Joe (Son of Sumac) Fernbacher, Creem, 1/78


Everybody knows Karen Carpenter’s got the best damn shoulders in rock, so when injury comes to these angular delights it’s cause for alarm, and alarmed I was when I picked up a copy of UFO Report and saw burbled all over the cover: MUTILATED COW CORPSE MYSTERIOUSLY LANDS ON KAREN CARPENTER DURING FAMILY PICNIC--and in lower case letters: Recording star suffers damage to shoulders. A gasp and a sigh, the strangest thoughts began surfing through my brain. Was this the long awaited reply from that interstellar craft quietly orbiting the dark side of the moon? Was it some sort of cruel alien criticism perpetrated by some idiot three-eyed bowl of intelligent jello? After all, we know they’ve been monitoring our airwaves since the Fifties, so wouldn’t a response to the Carpenters’ latest musical effort be in order? Especially since Passages has to be one of the most rabid examples of weird since Yoko Ono stole her act from Yma Sumac, a lady so obviously otherworldly she goes beyond modern cultural understanding.

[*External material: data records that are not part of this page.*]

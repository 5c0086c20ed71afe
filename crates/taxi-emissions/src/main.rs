use std::path::PathBuf;

use anyhow::Result;
use clap::{Parser, Subcommand};
use tracing_subscriber::EnvFilter;

mod commands;
use commands::analyze::{handle_analyze_command, AnalyzeArgs};
use commands::run::{handle_run_command, RunArgs};

/// Taxi trip emissions fact pipeline
#[derive(Parser, Debug)]
#[command(author, version, about, long_about = None)]
struct Cli {
    /// Pipeline configuration (TOML). Built-in defaults are used when omitted.
    #[arg(long, global = true, env = "TAXI_EMISSIONS_CONFIG")]
    config: Option<PathBuf>,

    #[command(subcommand)]
    command: Command,
}

#[derive(Subcommand, Debug)]
enum Command {
    /// Build fct_trips and fct_trips_enriched and write the materialized outputs
    Run(RunArgs),
    /// Print the data quality checklist for fct_trips
    Quality,
    /// Print emissions analysis tables over fct_trips_enriched
    Analyze(AnalyzeArgs),
    /// Print the number of distinct taxi categories in fct_trips
    Categories,
}

fn main() -> Result<()> {
    dotenvy::dotenv().ok();

    tracing_subscriber::fmt()
        .with_env_filter(EnvFilter::from_default_env())
        .json()
        .init();

    let cli = Cli::parse();
    let config = commands::load_config(cli.config.as_deref())?;

    match cli.command {
        Command::Run(args) => handle_run_command(&config, args),
        Command::Quality => commands::quality::handle_quality_command(&config),
        Command::Analyze(args) => handle_analyze_command(&config, args),
        Command::Categories => commands::categories::handle_categories_command(&config),
    }
}
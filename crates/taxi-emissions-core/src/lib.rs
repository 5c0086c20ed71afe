pub mod analysis;
pub mod audit;
pub mod catalog;
pub mod config;
pub mod emissions;
pub mod enrichment;
pub mod error;
pub mod fingerprint;
pub mod pipelines;
pub mod plot;
pub mod quality_filters;
pub mod store;
pub mod trips;
pub mod window;

pub use catalog::{Materialization, MaterializationPolicies, OutputCatalog};
pub use emissions::EmissionsLookup;
pub use error::{PipelineError, Result};
pub use pipelines::{ExecutionContext, PipelineBatchOutput, RunSummary, TripPipeline};
pub use trips::RawTripSource;
pub use window::TripWindow;
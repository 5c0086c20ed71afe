use std::path::PathBuf;

use anyhow::{Context, Result};
use clap::Args;
use comfy_table::Table;

use taxi_emissions_core::analysis::analyze;
use taxi_emissions_core::config::PipelineConfig;
use taxi_emissions_core::plot::{render_monthly_totals, DEFAULT_PLOT_PATH};

use super::build_catalog;

#[derive(Args, Debug, Default)]
pub struct AnalyzeArgs {
    /// Also draw the monthly CO2 totals per taxi type as an SVG line chart
    #[arg(long, num_args = 0..=1, default_missing_value = DEFAULT_PLOT_PATH)]
    plot: Option<PathBuf>,
}

pub fn handle_analyze_command(config: &PipelineConfig, args: AnalyzeArgs) -> Result<()> {
    let catalog = build_catalog(config)?;
    let enriched = catalog.fct_trips_enriched()?;
    let report = analyze(&enriched, &catalog.context().window)?;

    let mut largest = Table::new();
    largest.set_header(vec!["taxi_type", "pickup", "miles", "avg_mph", "co2_kg"]);
    for trip in &report.largest_trips {
        largest.add_row(vec![
            trip.taxi_type.clone(),
            trip.pickup_ts.to_string(),
            format!("{:.2}", trip.trip_distance),
            format!("{:.2}", trip.avg_mph),
            format!("{:.3}", trip.trip_co2_kgs),
        ]);
    }
    println!("Largest CO2 trip per taxi type");
    println!("{largest}");

    let mut heavy_light = Table::new();
    heavy_light.set_header(vec![
        "taxi_type",
        "feature",
        "heavy",
        "heavy avg co2_kg",
        "light",
        "light avg co2_kg",
    ]);
    for row in &report.heavy_light {
        heavy_light.add_row(vec![
            row.taxi_type.clone(),
            row.feature.column().to_string(),
            row.feature.label(row.heavy_bucket),
            format!("{:.4}", row.heavy_avg_co2_kgs),
            row.feature.label(row.light_bucket),
            format!("{:.4}", row.light_avg_co2_kgs),
        ]);
    }
    println!("Heavy / light calendar buckets by mean trip CO2");
    println!("{heavy_light}");

    let mut monthly = Table::new();
    monthly.set_header(vec!["month", "taxi_type", "total co2_kg"]);
    for total in &report.monthly_totals {
        monthly.add_row(vec![
            format!("{}-{:02}", total.year, total.month),
            total.taxi_type.clone(),
            format!("{:.3}", total.total_co2_kgs),
        ]);
    }
    println!("Monthly CO2 totals");
    println!("{monthly}");

    if let Some(path) = args.plot {
        if report.monthly_totals.is_empty() {
            println!("No monthly totals to plot");
        } else {
            render_monthly_totals(&report.monthly_totals, &path)
                .with_context(|| format!("failed to plot {}", path.display()))?;
            println!("Saved plot to {}", path.display());
        }
    }
    Ok(())
}
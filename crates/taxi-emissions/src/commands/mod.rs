pub mod analyze;
pub mod categories;
pub mod quality;
pub mod run;

use std::path::Path;

use anyhow::{Context, Result};
use tracing::info;

use taxi_emissions_core::config::{EmissionsFormat, PipelineConfig};
use taxi_emissions_core::store::{load_frame, load_source_frames};
use taxi_emissions_core::{EmissionsLookup, ExecutionContext, OutputCatalog, RawTripSource};

pub fn load_config(path: Option<&Path>) -> Result<PipelineConfig> {
    match path {
        Some(path) => {
            let config = PipelineConfig::load(path)
                .with_context(|| format!("failed to load config {}", path.display()))?;
            info!(path = %path.display(), "loaded pipeline config");
            Ok(config)
        }
        None => {
            info!("no config given, using built-in defaults");
            Ok(PipelineConfig::default())
        }
    }
}

pub fn load_sources(config: &PipelineConfig) -> Result<Vec<RawTripSource>> {
    config
        .sources
        .iter()
        .map(|source| {
            let frames = load_source_frames(&source.path, &source.schema())
                .with_context(|| format!("failed to load {} trips from {}", source.taxi_type, source.path))?;
            Ok(RawTripSource::new(source.normalizer(), frames))
        })
        .collect()
}

pub fn load_context(config: &PipelineConfig) -> Result<ExecutionContext> {
    let emissions_path = &config.emissions.path;
    let table = load_frame(emissions_path)
        .with_context(|| format!("failed to load emissions table {}", emissions_path.display()))?;
    let lookup = match config.emissions.format {
        EmissionsFormat::Reference => EmissionsLookup::from_reference(&table),
        EmissionsFormat::VehicleEmissions => EmissionsLookup::from_vehicle_emissions(&table),
    }
    .context("failed to build emissions lookup")?;

    info!(
        categories = ?lookup.categories().collect::<Vec<_>>(),
        "loaded emissions lookup"
    );

    Ok(ExecutionContext::new(lookup)
        .with_window(config.trip_window()?)
        .with_audit_row_cap(config.audit.row_cap)
        .with_quality_thresholds(config.quality))
}

pub fn build_catalog(config: &PipelineConfig) -> Result<OutputCatalog> {
    Ok(OutputCatalog::new(
        load_sources(config)?,
        load_context(config)?,
        config.policies(),
    ))
}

On Passages, Karen and Richard (who only produces on this one), sibling strangeloves to the last, concoct cavatines of cosmic code more effective no doubt (if indeed they are being monitored by shapeless aliens) than the recording of Chuck Berry the U.S. Government slopped into a satellite and sent on its merry way into the outskirts of the Crab Nebulae.

Billed as a radical departure for the infamously wimpy Carpenters, this album contains two of the most candescent displays of “off-the-walldom” this listener has ever heard. These two songs are so strange it took me three weeks to get up the gumption to even play ’em. It was with a scintilla of apprehension that I waded into the Carpenters’ version of the Klaatu song, “Calling Occupants of Interplanetary Craft.” Hearing this combination of song and singers was like hearing Peter Frampton doing “Ork Alarm” by Magma. Really, this song really burrados my niktoe and sturns my gort.

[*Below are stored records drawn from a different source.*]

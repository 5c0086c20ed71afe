use polars::prelude::DataFrame;

use crate::errors::NormalizeError;
use crate::model::{SourceSchema, TaxiType};
use crate::registry::TripNormalizer;

use super::{
    build_canonical_frame, coerce_distances, coerce_passenger_counts, coerce_timestamps,
    find_column,
};

/// Maps one raw source frame onto the canonical trip columns. Every raw row yields exactly
/// one canonical row tagged with this normalizer's taxi type; nothing is filtered here.
#[derive(Debug, Clone)]
pub struct SourceNormalizer {
    taxi_type: TaxiType,
    schema: SourceSchema,
}

impl SourceNormalizer {
    pub fn new(taxi_type: TaxiType, schema: SourceSchema) -> Self {
        Self { taxi_type, schema }
    }

    pub fn yellow() -> Self {
        Self::new(TaxiType::Yellow, SourceSchema::yellow())
    }

    pub fn green() -> Self {
        Self::new(TaxiType::Green, SourceSchema::green())
    }

    pub fn schema(&self) -> &SourceSchema {
        &self.schema
    }
}

impl TripNormalizer for SourceNormalizer {
    fn name(&self) -> &'static str {
        match self.taxi_type {
            TaxiType::Yellow => "YELLOW_TPEP",
            TaxiType::Green => "GREEN_LPEP",
        }
    }

    fn taxi_type(&self) -> TaxiType {
        self.taxi_type
    }

    fn normalize(&self, raw: &DataFrame) -> Result<DataFrame, NormalizeError> {
        let normalizer = self.name();

        let pickup = find_column(raw, &self.schema.pickup_column).ok_or_else(|| {
            NormalizeError::FormatMismatch {
                normalizer,
                reason: format!("frame has no '{}' column", self.schema.pickup_column),
            }
        })?;
        let dropoff = find_column(raw, &self.schema.dropoff_column).ok_or_else(|| {
            NormalizeError::FormatMismatch {
                normalizer,
                reason: format!("frame has no '{}' column", self.schema.dropoff_column),
            }
        })?;
        let distance = find_column(raw, &self.schema.distance_column).ok_or_else(|| {
            NormalizeError::MissingColumn {
                normalizer,
                column: self.schema.distance_column.clone(),
            }
        })?;
        let passengers = find_column(raw, &self.schema.passenger_count_column).ok_or_else(|| {
            NormalizeError::MissingColumn {
                normalizer,
                column: self.schema.passenger_count_column.clone(),
            }
        })?;

        let pickup_us = coerce_timestamps(normalizer, pickup)?;
        let dropoff_us = coerce_timestamps(normalizer, dropoff)?;
        let distances = coerce_distances(normalizer, distance)?;
        let passenger_counts = coerce_passenger_counts(normalizer, passengers)?;

        build_canonical_frame(
            self.taxi_type,
            pickup_us,
            dropoff_us,
            distances,
            passenger_counts,
        )
    }
}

If you listen closely, you’ll notice that Karen and Richard play the parts of the inquisitive aliens, hinting at the true nature of their origin. Look, if Bowie can fall to the earth and try to make passage home by selling inventions, why not send some advanced scouts in the perfect guise of harmless, well liked, pop musicians? Think about it; the plot potentials here are staggering. So everyone thinks the Carpenters are wimpoids, but could it just be they’re spewing forth a kind of sonic saltpeter that’s slowly working its way into the electronic brain flow of Earth’s citizenry?

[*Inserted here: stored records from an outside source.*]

use anyhow::{Context, Result, anyhow};
use directories::ProjectDirs;
use serde::{Deserialize, Serialize};
use std::{
    env, fs, io,
    path::{Path, PathBuf},
};

use crate::endpoint::{DEFAULT_BASE_URL, EndpointBuilder};

/// Environment variable that overrides the stored API key.
pub const API_KEY_ENV: &str = "API_KEY";

/// Top-level configuration stored on disk.
///
/// Example TOML:
/// ```toml
/// api_key = "..."
/// base_url = "http://api.openweathermap.org/geo/1.0"
/// ```
#[derive(Debug, Clone, Serialize, Deserialize, Default)]
pub struct Config {
    /// OpenWeather API key.
    pub api_key: Option<String>,

    /// Geocoding API base URL; the public OpenWeather endpoint when absent.
    pub base_url: Option<String>,
}

impl Config {
    /// Load the geocode config from its platform location.
    pub fn load() -> Result<Self> {
        Self::load_from(&Self::config_file_path()?)
    }

    /// Read a config file; a file that does not exist yet means "not configured".
    pub fn load_from(path: &Path) -> Result<Self> {
        let contents = match fs::read_to_string(path) {
            Ok(contents) => contents,
            Err(e) if e.kind() == io::ErrorKind::NotFound => return Ok(Self::default()),
            Err(e) => {
                return Err(e)
                    .with_context(|| format!("Failed to read geocode config: {}", path.display()));
            }
        };

        toml::from_str(&contents)
            .with_context(|| format!("Invalid geocode config in {}", path.display()))
    }

    /// Persist to the platform location and return where it was written.
    pub fn save(&self) -> Result<PathBuf> {
        let path = Self::config_file_path()?;
        self.save_to(&path)?;
        Ok(path)
    }

    pub fn save_to(&self, path: &Path) -> Result<()> {
        if let Some(dir) = path.parent() {
            fs::create_dir_all(dir)
                .with_context(|| format!("Failed to create {}", dir.display()))?;
        }

        let text = toml::to_string_pretty(self).context("Failed to encode geocode config")?;
        fs::write(path, text)
            .with_context(|| format!("Failed to write geocode config: {}", path.display()))
    }

    /// `config.toml` under the platform config dir for `geocode-cli`.
    pub fn config_file_path() -> Result<PathBuf> {
        ProjectDirs::from("dev", "geocode", "geocode-cli")
            .map(|dirs| dirs.config_dir().join("config.toml"))
            .ok_or_else(|| anyhow!("Could not determine where to keep the geocode config"))
    }

    pub fn set_api_key(&mut self, api_key: String) {
        self.api_key = Some(api_key);
    }

    /// Store a base URL; empty input resets to the default endpoint.
    pub fn set_base_url(&mut self, base_url: &str) {
        let trimmed = base_url.trim();
        self.base_url = (!trimmed.is_empty() && trimmed != DEFAULT_BASE_URL).then(|| trimmed.to_string());
    }

    pub fn base_url(&self) -> &str {
        self.base_url.as_deref().unwrap_or(DEFAULT_BASE_URL)
    }

    /// API key from `API_KEY` if set, otherwise the stored one.
    pub fn api_key(&self) -> Result<String> {
        resolve_api_key(env::var(API_KEY_ENV).ok(), self.api_key.as_deref())
    }

    /// Endpoint builder for the configured base URL and key.
    pub fn endpoint_builder(&self) -> Result<EndpointBuilder> {
        EndpointBuilder::new(self.base_url(), self.api_key()?)
    }
}

fn resolve_api_key(from_env: Option<String>, stored: Option<&str>) -> Result<String> {
    from_env
        .filter(|k| !k.trim().is_empty())
        .or_else(|| stored.filter(|k| !k.trim().is_empty()).map(str::to_string))
        .ok_or_else(|| {
            anyhow!(
                "No API key configured.\n\
                 Hint: run `geocode configure` or set the {API_KEY_ENV} environment variable."
            )
        })
}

As far as “On the Balcony of the Casa Rosada/Don’t Cry for Me Argentina,” which should’ve been the flip side to the single of “Calling Occupants of Interplanetary Craft,” what can you say? Fer crissakes, it starts out in some sort of language which they’d like you to think was Spanish or whatever but could just as easily be Kobaian or even some sort of alien code for “Okay boys, get your tentacles shined and make that grand entrance” segueing into Karen playing the role of Evita Perón. If you believe that, you’ll believe anything. This song cuts Mel Brooks’ “Springtime for Hitler” for the simple fact that it’s serious.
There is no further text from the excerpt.